NOW, THEREFORE, the parties hereto, intending to be legally bound hereby,
agree as follows:
Grant of Option.
Subject to the terms and conditions hereinafter set forth, the
Corporation, with the approval and the direction of the Committee, hereby grants
to the Grantee, as of the Date of Grant, an option to purchase up to Five
Hundred Thousand (500,000) shares of Stock at a price of $0.50 per share. Such
option is Hereinafter referred to as the "Option" and the shares of Common Stock
purchasable upon exercise as the "Option Shares."
Termination of Option.
(a) The Option and all rights hereunder with respect thereto, to the extent such
rights shall not have been exercised, shall terminate and become null and void
after the expiration of three (3) years from the Date of Grant (the "Option
Term").
(b) In the event of the death of the Grantee, the Option may be exercised by the
Grantee's legal representative(s), but only to the extent that the Option would
otherwise have been exercisable by the Grantee.

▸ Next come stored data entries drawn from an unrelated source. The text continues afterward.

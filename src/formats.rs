use std::rc::Rc;

use rblock::ReadDirection;
use rcore::{
    BlockId, ByteOrder, FieldFunction, FieldType, FormatSpecification, Interpreted, MagicKey,
    SpecificationBuilder, SpecificationError,
};

/// A format known to the cli along with the direction it is usually read in.
pub struct Format {
    pub name: &'static str,
    pub about: &'static str,
    pub direction: ReadDirection,
    build: fn() -> Result<FormatSpecification, SpecificationError>,
}

impl Format {
    pub fn specification(&self) -> Result<Rc<FormatSpecification>, SpecificationError> {
        (self.build)().map(Rc::new)
    }
}

pub const BUILTIN: &[Format] = &[
    Format {
        name: "ltvc",
        about: "length, type, value, checksum chunk archive",
        direction: ReadDirection::Forward,
        build: ltvc,
    },
    Format {
        name: "id3v1",
        about: "128 byte tag at the end of mp3 files",
        direction: ReadDirection::Backward,
        build: id3v1,
    },
];

pub fn find(name: &str) -> Option<&'static Format> {
    BUILTIN.iter().find(|f| f.name == name)
}

// | len: u32 LE | type: 4 bytes | data: len bytes | checksum: u32 LE |
//
// An archive opens with an AHDR chunk holding the version, every chunk after
// it is read as a generic chunk named by its type.
fn ltvc() -> Result<FormatSpecification, SpecificationError> {
    let chunk_payload = BlockId::new("ltvc", "ltvc.payload.chunk.payload");
    let chunk = BlockId::new("ltvc", "ltvc.payload.chunk");

    let mut b = SpecificationBuilder::new("ltvc");
    b.default_byte_order(ByteOrder::LittleEndian);
    b.default_encoding(encoding_rs::WINDOWS_1252);

    b.container("ltvc").header_key(MagicKey::new(b"AHDR", 4));
    b.header("ltvc.header");
    b.field("ltvc.header.len", FieldType::UnsignedNumeric).fixed(4);
    b.field("ltvc.header.type", FieldType::String).fixed(4);
    b.field("ltvc.header.version", FieldType::UnsignedNumeric).fixed(1);
    b.field("ltvc.header.checksum", FieldType::Binary).fixed(4);
    b.container_payload("ltvc.payload");

    b.container("ltvc.payload.chunk").generic();
    b.header("ltvc.payload.chunk.header");
    b.field("ltvc.payload.chunk.header.len", FieldType::UnsignedNumeric)
        .fixed(4)
        .add_function(FieldFunction::SizeOf(vec![chunk_payload]));
    b.field("ltvc.payload.chunk.header.type", FieldType::String)
        .fixed(4)
        .add_function(FieldFunction::IdOf(vec![chunk]));
    b.field_payload("ltvc.payload.chunk.payload");
    b.field("ltvc.payload.chunk.payload.data", FieldType::Binary);
    b.footer("ltvc.payload.chunk.footer");
    b.field("ltvc.payload.chunk.footer.checksum", FieldType::Binary).fixed(4);
    b.default_nested_container("ltvc.payload.chunk");

    b.build()
}

const GENRES: &[&str] = &[
    "Blues",
    "Classic Rock",
    "Country",
    "Dance",
    "Disco",
    "Funk",
    "Grunge",
    "Hip-Hop",
    "Jazz",
    "Metal",
    "New Age",
    "Oldies",
    "Other",
    "Pop",
    "R&B",
    "Rap",
    "Reggae",
    "Rock",
    "Techno",
    "Industrial",
];

fn id3v1() -> Result<FormatSpecification, SpecificationError> {
    let mut b = SpecificationBuilder::new("id3v1");
    b.default_encoding(encoding_rs::WINDOWS_1252);

    b.container("id3v1").header_key(MagicKey::new(b"TAG", 0));
    b.header("id3v1.header");
    b.field("id3v1.header.id", FieldType::String).fixed(3);
    b.field_payload("id3v1.payload").fixed(125);
    for (name, size) in [("title", 30), ("artist", 30), ("album", 30), ("year", 4), ("comment", 30)] {
        b.field(&format!("id3v1.payload.{}", name), FieldType::String)
            .fixed(size)
            .terminator('\0');
    }

    let genre = b.field("id3v1.payload.genre", FieldType::Enumerated);
    genre.fixed(1).default_value(Interpreted::Enumerated("Unknown".into()));
    for (i, name) in GENRES.iter().enumerate() {
        genre.enumerated(name, &[i as u8]);
    }

    b.build()
}
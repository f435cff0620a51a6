use std::cell::RefCell;
use std::fs;
use std::io::{self, BufWriter, Write};
use std::process::ExitCode;
use std::rc::Rc;

use clap::Parser;
use log::{error, info};

use rblock::{DataBlockReader, MediumContainerIterator, ReadDirection};
use rcore::{MediumStore, MemoryMedium, StreamMedium};

mod cli;
use crate::cli::Cli;
use crate::cli::CliError;
use crate::cli::Commands;
use crate::cli::Config;

mod dump;
mod formats;

fn main() -> ExitCode {
    let cli = Cli::parse();

    let level = if cli.verbose { "debug" } else { "warn" };
    env_logger::Builder::from_env(env_logger::Env::default().default_filter_or(level)).init();

    match run(cli) {
        Ok(()) => ExitCode::SUCCESS,
        Err(e) => {
            error!("{}", e);
            eprintln!("rmeta: {}", e);
            ExitCode::FAILURE
        }
    }
}

fn run(cli: Cli) -> Result<(), CliError> {
    let config = Config::load(cli.config.as_deref())?;
    info!("Config: {:?}", config);

    match cli.command {
        Commands::Formats => {
            for name in &config.formats {
                if let Some(format) = formats::find(name) {
                    println!("{:8} {:?}\t{}", format.name, format.direction, format.about);
                }
            }
            Ok(())
        }
        Commands::Dump {
            file,
            backward,
            stdin,
        } => {
            let medium: Rc<RefCell<dyn MediumStore>> = match (stdin, file) {
                (true, _) if backward => {
                    return Err(CliError::Usage("a stream from stdin cannot be read backward"))
                }
                (true, _) => Rc::new(RefCell::new(StreamMedium::new(io::stdin().lock()))),
                (false, Some(path)) => Rc::new(RefCell::new(MemoryMedium::new(fs::read(path)?))),
                (false, None) => return Err(CliError::Usage("either a file or --stdin is needed")),
            };

            let direction = if backward {
                ReadDirection::Backward
            } else {
                ReadDirection::Forward
            };
            dump_medium(&config, medium, direction)
        }
    }
}

fn dump_medium(
    config: &Config,
    medium: Rc<RefCell<dyn MediumStore>>,
    direction: ReadDirection,
) -> Result<(), CliError> {
    let mut readers = Vec::with_capacity(config.formats.len());
    for name in &config.formats {
        let format = formats::find(name).ok_or_else(|| CliError::UnknownFormat(name.clone()))?;
        readers.push(Rc::new(DataBlockReader::new(
            format.specification()?,
            medium.clone(),
            direction,
            config.reader.clone(),
        )));
    }

    let mut out = BufWriter::new(io::stdout().lock());
    for container in MediumContainerIterator::new(readers, direction)? {
        dump::container(&mut out, &container?, 0)?;
        out.flush()?;
    }

    medium.borrow_mut().close();
    Ok(())
}
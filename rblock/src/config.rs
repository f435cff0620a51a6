use serde::Deserialize;

pub const DEFAULT_LAZY_FIELD_THRESHOLD: u64 = 8 * 1024;
pub const DEFAULT_MAX_SINGLE_READ: u64 = 1024 * 1024;
pub const DEFAULT_TERMINATION_BLOCK_SIZE: usize = 512;

/// Tunables of the readers, any key left out of a config file keeps its default.
#[derive(Deserialize, Debug, Clone, PartialEq, Eq)]
#[serde(default)]
pub struct ReaderConfig {
    /// Fields larger than this are read on first access.
    pub lazy_field_threshold: u64,

    /// Largest single read issued against the medium, larger fields are
    /// read in fragments.
    pub max_single_read: u64,

    /// Bytes pulled per step while searching for a terminator.
    pub termination_block_size: usize,
}

impl Default for ReaderConfig {
    fn default() -> Self {
        ReaderConfig {
            lazy_field_threshold: DEFAULT_LAZY_FIELD_THRESHOLD,
            max_single_read: DEFAULT_MAX_SINGLE_READ,
            termination_block_size: DEFAULT_TERMINATION_BLOCK_SIZE,
        }
    }
}
use std::io::Read;

use log::trace;
use thiserror::Error;

use crate::buf::fill_buf;

// Bytes pulled from a stream per read call
pub const STREAM_READ_BLOCK_SIZE: usize = 64 * 1024;

#[derive(Error, Debug)]
pub enum MediumError {
    #[error(transparent)]
    IO(#[from] std::io::Error),
    #[error("end of medium at {offset}: requested {requested} bytes, {available} available")]
    EndOfMedium {
        offset: u64,
        requested: u64,
        available: u64,
    },
    #[error("medium does not support random access")]
    NotRandomAccess,
    #[error("medium is closed")]
    Closed,
}

/// Byte level access to the data being read. Offsets are absolute positions
/// from the start of the medium.
pub trait MediumStore {
    /// Ensures `size` bytes starting at `offset` are available. Running into
    /// the end of the medium is reported as [`MediumError::EndOfMedium`], the
    /// bytes that do exist stay cached.
    fn cache(&mut self, offset: u64, size: u64) -> Result<(), MediumError>;

    fn get_data(&mut self, offset: u64, size: usize) -> Result<Vec<u8>, MediumError>;

    fn cached_byte_count_at(&self, offset: u64) -> u64;

    fn is_at_end_of_medium(&mut self, offset: u64) -> Result<bool, MediumError>;

    fn is_random_access(&self) -> bool;

    /// Total length, unknown for streams until they are exhausted.
    fn length(&self) -> Option<u64>;

    fn max_read_block_size(&self) -> usize;

    fn create_offset(&self, absolute: u64) -> u64 {
        absolute
    }

    fn close(&mut self);
}

fn end_of_medium(offset: u64, requested: u64, len: u64) -> MediumError {
    MediumError::EndOfMedium {
        offset,
        requested,
        available: len.saturating_sub(offset),
    }
}

/// Random access medium over bytes held in memory.
pub struct MemoryMedium {
    data: Vec<u8>,
    closed: bool,
}

impl MemoryMedium {
    pub fn new(data: Vec<u8>) -> Self {
        MemoryMedium {
            data,
            closed: false,
        }
    }

    fn check(&self, offset: u64, size: u64) -> Result<(), MediumError> {
        if self.closed {
            return Err(MediumError::Closed);
        }

        let len = self.data.len() as u64;
        match offset.checked_add(size) {
            Some(end) if end <= len => Ok(()),
            _ => Err(end_of_medium(offset, size, len)),
        }
    }
}

impl MediumStore for MemoryMedium {
    fn cache(&mut self, offset: u64, size: u64) -> Result<(), MediumError> {
        self.check(offset, size)
    }

    fn get_data(&mut self, offset: u64, size: usize) -> Result<Vec<u8>, MediumError> {
        self.check(offset, size as u64)?;

        let start = offset as usize;
        Ok(self.data[start..start + size].to_vec())
    }

    fn cached_byte_count_at(&self, offset: u64) -> u64 {
        (self.data.len() as u64).saturating_sub(offset)
    }

    fn is_at_end_of_medium(&mut self, offset: u64) -> Result<bool, MediumError> {
        Ok(offset >= self.data.len() as u64)
    }

    fn is_random_access(&self) -> bool {
        true
    }

    fn length(&self) -> Option<u64> {
        Some(self.data.len() as u64)
    }

    fn max_read_block_size(&self) -> usize {
        self.data.len().max(1)
    }

    fn close(&mut self) {
        self.closed = true;
        self.data = Vec::new();
    }
}

/// Forward only medium over a reader. Everything pulled from the reader is
/// kept, so earlier offsets stay readable.
pub struct StreamMedium<R: Read> {
    inner: R,
    data: Vec<u8>,
    eof: bool,
    closed: bool,
}

impl<R: Read> StreamMedium<R> {
    pub fn new(reader: R) -> Self {
        StreamMedium {
            inner: reader,
            data: Vec::new(),
            eof: false,
            closed: false,
        }
    }

    fn pull_until(&mut self, end: u64) -> Result<(), MediumError> {
        while !self.eof && (self.data.len() as u64) < end {
            let mut chunk = vec![0; STREAM_READ_BLOCK_SIZE];
            let (eof, read) = fill_buf(&mut self.inner, &mut chunk)?;

            self.data.extend_from_slice(&chunk[..read]);
            self.eof = eof;
            trace!("Stream pulled {} bytes, eof: {}", read, eof);
        }
        Ok(())
    }
}

impl<R: Read> MediumStore for StreamMedium<R> {
    fn cache(&mut self, offset: u64, size: u64) -> Result<(), MediumError> {
        if self.closed {
            return Err(MediumError::Closed);
        }

        let end = offset.saturating_add(size);
        self.pull_until(end)?;

        let len = self.data.len() as u64;
        if end > len {
            return Err(end_of_medium(offset, size, len));
        }
        Ok(())
    }

    fn get_data(&mut self, offset: u64, size: usize) -> Result<Vec<u8>, MediumError> {
        self.cache(offset, size as u64)?;

        let start = offset as usize;
        Ok(self.data[start..start + size].to_vec())
    }

    fn cached_byte_count_at(&self, offset: u64) -> u64 {
        (self.data.len() as u64).saturating_sub(offset)
    }

    fn is_at_end_of_medium(&mut self, offset: u64) -> Result<bool, MediumError> {
        if self.closed {
            return Err(MediumError::Closed);
        }

        self.pull_until(offset.saturating_add(1))?;
        Ok(self.eof && offset >= self.data.len() as u64)
    }

    fn is_random_access(&self) -> bool {
        false
    }

    fn length(&self) -> Option<u64> {
        if self.eof {
            Some(self.data.len() as u64)
        } else {
            None
        }
    }

    fn max_read_block_size(&self) -> usize {
        STREAM_READ_BLOCK_SIZE
    }

    fn close(&mut self) {
        self.closed = true;
        self.data = Vec::new();
    }
}
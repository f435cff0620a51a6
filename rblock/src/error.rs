use thiserror::Error;

use rcore::{BlockId, MediumError, SpecificationError};

#[derive(Error, Debug)]
pub enum BlockError {
    /// The format specification contradicts itself, reading cannot go on.
    #[error("invalid specification: {0}")]
    InvalidSpecification(String),
    #[error(transparent)]
    Specification(#[from] SpecificationError),

    #[error("binary to interpreted conversion failed for {id}: {reason}")]
    BinaryConversion { id: BlockId, reason: String },
    #[error("interpreted to binary conversion failed for {id}: {reason}")]
    InterpretedConversion { id: BlockId, reason: String },

    #[error(transparent)]
    Medium(#[from] MediumError),
    #[error("no known data format at offset {offset}")]
    UnknownDataFormat { offset: u64 },
    #[error("size of {0} could not be determined")]
    UndeterminedSize(BlockId),
    #[error("{id} needs {needed} bytes but only {remaining} remain")]
    InsufficientBytes {
        id: BlockId,
        needed: u64,
        remaining: u64,
    },
    #[error("{id} at {offset} is empty, reading would not advance")]
    EmptyContainer { id: BlockId, offset: u64 },
    #[error("payload {0} expects child containers but none was identified")]
    NoChildContainer(BlockId),
    #[error("context of {0} was already initialized")]
    ContextInitialized(BlockId),
}

pub type Result<T> = std::result::Result<T, BlockError>;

(c) If applicable, a transfer of the Grantee's employment, between the
Corporation and any subsidiary or other affiliate of the Corporation or between
any subsidiaries or affiliates of the Corporation shall not be deemed to be a
termination of the Grantee's employment.
Exercise of Option.
(a) The Grantee may exercise the Option with respect to all or any part of the
number of Option Shares then exercisable hereunder by giving the Secretary of
the Corporation written notice of intent to exercise. The notice of exercise
shall specify the number of Option Shares as to which the Option is to be
exercised and the date of exercise and the date of exercise thereof, which date
shall be at least five (5) days after the giving of such notice unless an
earlier time shall have been mutually agreed upon.
(b) Full payment (in U.S.dollars) by the Grantee of the option price for the
Option Shares Purchased shall be made on or before the exercise date specified
in the notice of exercise in cash, or, with the prior written consent of the
Committee, in whole or in part through the surrender of previously acquired
shares of Stock at their fair market value on the exercise date or through the
execution of a Promissory Note collateralized by the Option Shares.
On the exercise date specified in the Grantee's notice or as soon thereafter as
is practicable, the Corporation shall cause to be delivered to the Grantee, a
certificate or certificates for the Option Shares then being purchased (out of
theretofore unissued Stock or reacquired Stock, as the Corporation may elect)
upon full payment for such Option Shares. The obligation of the Corporation to
deliver Stock shall, however, be subject to the condition that if at any time
the Committee shall determine in its discretion that the listing, registration
or qualification of the Option or the Option Shares upon any securities exchange
or under any state or federal law, or the consent or approval of any
governmental regulatory body, is necessary or desirable as a condition of, or in
connection with, the Option or the issuance or purchase of Stock thereunder, the
Option may not be exercised in whole or in part unless such listing,
registration, qualification, consent or approval shall have been effected or
obtained free of any conditions not acceptable to the Committee.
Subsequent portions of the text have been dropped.